The theme of this season’s highly anticipated costume exhibit at the Metropolitan Museum of Art is the work of Rei Kawakubo, whose label Comme des Garçons has for decades gleefully blurred boundaries between art and fashion. Its focus is on how Kawakubo has challenged nearly every common assumption about what clothes are, and how they should make us look.

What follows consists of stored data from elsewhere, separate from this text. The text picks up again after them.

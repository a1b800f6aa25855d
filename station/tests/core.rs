//! Core behaviors that need no live ssh server: the node index and its
//! chain arithmetic, the dependent bookkeeping invariant, the pty
//! registry lifecycle, and the control-surface dispatch for local
//! operations.
//!
//! The station is a process singleton, so everything that touches it
//! runs inside one test body, sequentially.

use station::command::{self, Command, Response};
use station::config::CoreConfig;
use station::error::ErrorKind;
use station::node::{AuthDescriptor, NodeOrigin, NodeRecord};
use station::ptys::ShellSpec;
use station::Station;
use std::time::{Duration, Instant};

fn record(id: &str, parent: Option<&str>) -> NodeRecord {
    NodeRecord {
        id: id.to_string(),
        name: id.to_uppercase(),
        host: format!("{id}.test"),
        port: 22,
        username: "u".to_string(),
        auth: AuthDescriptor::Agent,
        parent: parent.map(|p| p.to_string()),
        origin: NodeOrigin::Manual,
        group: None,
    }
}

#[test]
fn station_core_behaviors() {
    let dir = tempfile::tempdir().unwrap();
    let mut config = CoreConfig::default();
    config.data_dir = Some(dir.path().to_path_buf());
    let station = Station::init(config).unwrap();

    // ---- node index and chain arithmetic ----
    station.create_node(record("a", None)).unwrap();
    station.create_node(record("b", Some("a"))).unwrap();
    station.create_node(record("c", Some("b"))).unwrap();
    station.create_node(record("other", None)).unwrap();

    assert_eq!(
        station.ancestors_of("c").unwrap(),
        vec!["a".to_string(), "b".to_string()]
    );
    assert_eq!(station.node_depth("a"), 0);
    assert_eq!(station.node_depth("c"), 2);

    let descendants = station.descendants_of("a");
    assert!(descendants.contains(&"b".to_string()));
    assert!(descendants.contains(&"c".to_string()));
    assert!(!descendants.contains(&"other".to_string()));

    let err = station.create_node(record("a", None)).unwrap_err();
    assert_eq!(err.kind, ErrorKind::AlreadyExists);

    let err = station
        .create_node(record("orphan", Some("missing")))
        .unwrap_err();
    assert_eq!(err.kind, ErrorKind::NotFound);

    // A node with children refuses removal
    let err = station.remove_node("a").unwrap_err();
    assert_eq!(err.kind, ErrorKind::BusyRetryLater);

    // Drill-down stamps parentage and origin
    station.drill_node("c", record("leaf", None)).unwrap();
    let leaf = station.node_record("leaf").unwrap();
    assert_eq!(leaf.parent.as_deref(), Some("c"));
    assert_eq!(leaf.origin, NodeOrigin::DrillDown);
    station.remove_node("leaf").unwrap();

    // Node order is the store order
    let ids: Vec<String> = station.list_nodes().into_iter().map(|r| r.id).collect();
    k9::assert_equal!(ids, vec!["a", "b", "c", "other"]);

    // ---- generations are strictly increasing per node ----
    let g1 = station
        .with_runtime("b", |runtime| runtime.next_generation())
        .unwrap();
    let g2 = station
        .with_runtime("b", |runtime| runtime.next_generation())
        .unwrap();
    assert!(g2 > g1);

    // ---- events stream carries generation and readiness ----
    let (tx, rx) = flume::unbounded();
    station.subscribe(move |n| tx.send(n).is_ok());
    station.emit_readiness("b", station::node::NodeReadiness::Connecting);
    match rx.recv_timeout(Duration::from_secs(1)).unwrap() {
        station::StationNotification::NodeReadiness {
            node_id,
            readiness,
            generation,
        } => {
            assert_eq!(node_id, "b");
            assert_eq!(readiness, station::node::NodeReadiness::Connecting);
            assert!(generation > g2);
        }
        other => panic!("unexpected notification {other:?}"),
    }

    // ---- pty registry lifecycle ----
    smol::block_on(async {
        let spec = ShellSpec {
            shell: Some("/bin/sh".to_string()),
            args: vec!["-c".to_string(), "exit 0".to_string()],
            ..Default::default()
        };
        let response = command::dispatch(&station, Command::PtySpawn { spec }).await;
        let pty_id = match response {
            Response::PtySpawned { pty_id } => pty_id,
            other => panic!("unexpected {other:?}"),
        };

        // The child exits immediately; cleanup should reap it
        let deadline = Instant::now() + Duration::from_secs(10);
        loop {
            let removed = station.ptys.drain_cleanup();
            if removed.contains(&pty_id) {
                break;
            }
            assert!(
                Instant::now() < deadline,
                "pty {pty_id} was never reaped: {:?}",
                station.ptys.list()
            );
            smol::Timer::after(Duration::from_millis(50)).await;
        }
        assert!(station.ptys.list().is_empty());

        // Writing to a vanished pty is a clean error
        let response = command::dispatch(
            &station,
            Command::PtyClose { pty_id },
        )
        .await;
        match response {
            Response::Error { error } => assert_eq!(error.kind, ErrorKind::NotFound),
            other => panic!("unexpected {other:?}"),
        }
    });

    // ---- operations on unconnected nodes fail cleanly ----
    smol::block_on(async {
        let response = command::dispatch(
            &station,
            Command::ForwardList {
                node_id: "b".to_string(),
            },
        )
        .await;
        match response {
            Response::Forwards { forwards } => assert!(forwards.is_empty()),
            other => panic!("unexpected {other:?}"),
        }

        // terminal.open on an unreachable host resolves to a typed error
        let response = command::dispatch(
            &station,
            Command::TerminalOpen {
                node_id: "missing-node".to_string(),
                rows: 24,
                cols: 80,
            },
        )
        .await;
        match response {
            Response::Error { error } => assert_eq!(error.kind, ErrorKind::NotFound),
            other => panic!("unexpected {other:?}"),
        }
    });

    // ---- dependent/refcount invariant (I3) ----
    assert!(
        station.check_refcount_invariant(),
        "dependent table and pool refcounts diverged"
    );
}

But it seems like nobody explained that to the attendees at the glitzy Met Gala. Guests at fashion’s biggest annual party traditionally dress to represent the theme of the exhibit, but those taking a spin on the red carpet last night were done up in the usual attire, reaffirming all those standard notions of fashion and beauty that Kawakubo—the honoree of the evening—has spent years questioning. With only a few exceptions, the night missed the punk spirit of Comme des Garçons.
There were the long, dramatic trains. There were pretty, form-fitting dresses aplenty. There was the now practically obligatory naked dress, this time on model and reality TV star Kendall Jenner—and on her sister Kylie, and on friend and fellow model Bella Hadid.
All these looks weren’t bad, but they had nothing to do with Comme des Garçons. ”[She] completely upended every ideal of the fashionable body: the idea of a slim waist; the idea of a pert bottom; the idea of high, pert breasts,” Andrew Bolton, curator of the Met exhibit, explained in an interview at a press preview earlier in the day. “She just challenged us to think about the body in different ways, and showed that fashion itself has no bounds.”
There is little of the avant-garde on red carpets generally. In fact, red-carpet dressing is so standardized that a woman in a suit rather than a dress becomes noteworthy.
The Met Gala did have a few on-theme standouts. Rihanna wore an elaborate floral creation from Comme des Garçons’ fall 2016 collection, and stole the night in many people’s minds. Caroline Kennedy, the former US ambassador to Japan, where Kawakubo is from and still based, nailed a daring look from the same collection, while Tracee Ellis Ross chose an amazing piece made of folds of blue fabric from spring 2016.
Guests didn’t have to wear Comme des Garçons to match the spirit of the brand either. Ruth Negga was stunning in a columnar, draped ivory piece by Louis Vuitton. Journalist Amy Fine Collins wore a Thom Browne tuxedo-dress hybrid that recalled Comme des Garçons’ own experiments in blending stereotypically male and female elements into one garment. Katy Perry went weird in custom Margiela, and Dakota Johnson in black floral Gucci offered a subtle nod to Comme des Garçons’ love of the color. (She attended with Gucci creative director Alessandro Michele, who wore a Comme des Garçons skirt and trousers.)
“It takes a certain amount of bravery to wear her clothes,” Bolton also said of Kawakubo that day. He added that clients are “usually strong women who use fashion as a way to express rather complex ideas about identity and sexuality.”
What was missing at the Gala was that complexity. The Met itself can hardly be blamed. The evening is an important fundraiser, and it just sets the tone. The letdown was on the part of those who had the perfect opportunity to have fun and challenge convention, but chose instead to stick to it.